EXERCISE MATERIAL: Begin

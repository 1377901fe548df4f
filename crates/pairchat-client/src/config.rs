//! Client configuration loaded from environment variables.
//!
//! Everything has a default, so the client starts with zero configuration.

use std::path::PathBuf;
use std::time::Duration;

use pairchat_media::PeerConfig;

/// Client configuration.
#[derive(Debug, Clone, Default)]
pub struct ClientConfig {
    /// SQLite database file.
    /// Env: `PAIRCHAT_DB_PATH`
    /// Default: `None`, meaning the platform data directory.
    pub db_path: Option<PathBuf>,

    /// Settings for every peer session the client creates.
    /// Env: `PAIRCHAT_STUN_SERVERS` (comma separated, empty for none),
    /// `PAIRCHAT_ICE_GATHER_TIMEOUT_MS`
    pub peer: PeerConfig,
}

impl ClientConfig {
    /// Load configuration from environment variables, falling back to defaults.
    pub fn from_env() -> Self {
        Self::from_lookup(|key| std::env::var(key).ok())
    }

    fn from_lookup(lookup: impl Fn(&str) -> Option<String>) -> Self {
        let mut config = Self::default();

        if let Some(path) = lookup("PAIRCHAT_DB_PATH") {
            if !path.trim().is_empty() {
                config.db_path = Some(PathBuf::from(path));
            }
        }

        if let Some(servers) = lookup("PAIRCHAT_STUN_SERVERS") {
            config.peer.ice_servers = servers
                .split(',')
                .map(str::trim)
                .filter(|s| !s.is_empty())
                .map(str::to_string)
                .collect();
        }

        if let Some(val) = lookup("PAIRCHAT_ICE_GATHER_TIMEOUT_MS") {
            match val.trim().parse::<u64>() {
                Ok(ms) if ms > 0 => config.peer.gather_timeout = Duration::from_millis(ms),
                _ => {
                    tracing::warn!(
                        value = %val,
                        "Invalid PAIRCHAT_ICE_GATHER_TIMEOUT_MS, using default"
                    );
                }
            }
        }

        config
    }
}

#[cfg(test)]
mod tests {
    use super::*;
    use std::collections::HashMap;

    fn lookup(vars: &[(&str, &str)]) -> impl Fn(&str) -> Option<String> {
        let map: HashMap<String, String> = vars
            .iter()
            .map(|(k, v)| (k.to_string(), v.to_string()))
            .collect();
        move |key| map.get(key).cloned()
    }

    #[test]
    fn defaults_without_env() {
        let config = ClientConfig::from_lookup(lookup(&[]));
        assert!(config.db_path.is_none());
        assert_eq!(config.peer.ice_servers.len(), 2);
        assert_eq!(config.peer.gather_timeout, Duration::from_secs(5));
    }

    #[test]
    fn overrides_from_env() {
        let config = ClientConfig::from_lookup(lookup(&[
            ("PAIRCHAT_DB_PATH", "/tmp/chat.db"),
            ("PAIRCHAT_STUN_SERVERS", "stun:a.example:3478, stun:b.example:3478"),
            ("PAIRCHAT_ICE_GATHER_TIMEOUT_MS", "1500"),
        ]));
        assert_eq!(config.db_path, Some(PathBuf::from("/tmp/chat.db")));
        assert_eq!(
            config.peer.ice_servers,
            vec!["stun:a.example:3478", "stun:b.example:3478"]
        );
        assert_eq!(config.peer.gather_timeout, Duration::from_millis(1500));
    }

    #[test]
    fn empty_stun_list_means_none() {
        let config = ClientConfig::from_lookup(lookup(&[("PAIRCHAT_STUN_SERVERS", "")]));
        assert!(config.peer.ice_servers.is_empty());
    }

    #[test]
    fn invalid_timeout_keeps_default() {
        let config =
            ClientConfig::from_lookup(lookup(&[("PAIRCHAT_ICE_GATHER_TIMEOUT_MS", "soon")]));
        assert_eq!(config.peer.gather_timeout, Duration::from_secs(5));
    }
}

EXERCISE MATERIAL: End
EXERCISE MATERIAL: Begin

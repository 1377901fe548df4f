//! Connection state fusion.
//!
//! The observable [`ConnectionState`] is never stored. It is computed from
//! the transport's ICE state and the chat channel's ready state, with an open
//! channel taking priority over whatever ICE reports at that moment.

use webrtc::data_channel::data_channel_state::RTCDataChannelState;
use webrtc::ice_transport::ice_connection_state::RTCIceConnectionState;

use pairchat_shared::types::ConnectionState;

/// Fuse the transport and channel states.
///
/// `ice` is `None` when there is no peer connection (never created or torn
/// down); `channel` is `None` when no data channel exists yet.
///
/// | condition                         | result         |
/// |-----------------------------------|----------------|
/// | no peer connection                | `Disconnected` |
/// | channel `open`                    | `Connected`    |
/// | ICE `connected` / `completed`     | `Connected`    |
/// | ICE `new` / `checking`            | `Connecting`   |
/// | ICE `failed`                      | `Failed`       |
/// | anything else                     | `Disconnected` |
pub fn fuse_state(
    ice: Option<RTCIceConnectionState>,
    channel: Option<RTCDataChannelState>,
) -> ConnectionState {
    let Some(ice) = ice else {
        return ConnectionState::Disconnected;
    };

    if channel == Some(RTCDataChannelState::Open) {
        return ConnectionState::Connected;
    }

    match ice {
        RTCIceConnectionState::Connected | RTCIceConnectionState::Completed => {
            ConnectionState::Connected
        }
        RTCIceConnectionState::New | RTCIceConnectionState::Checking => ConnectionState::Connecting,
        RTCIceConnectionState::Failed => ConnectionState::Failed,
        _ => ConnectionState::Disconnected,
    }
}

EXERCISE MATERIAL: End

Show every line in the records above that contains the word "Option".

FINISHED EXERCISE:
    pub db_path: Option<PathBuf>,
    fn from_lookup(lookup: impl Fn(&str) -> Option<String>) -> Self {
    fn lookup(vars: &[(&str, &str)]) -> impl Fn(&str) -> Option<String> {
    ice: Option<RTCIceConnectionState>,
    channel: Option<RTCDataChannelState>,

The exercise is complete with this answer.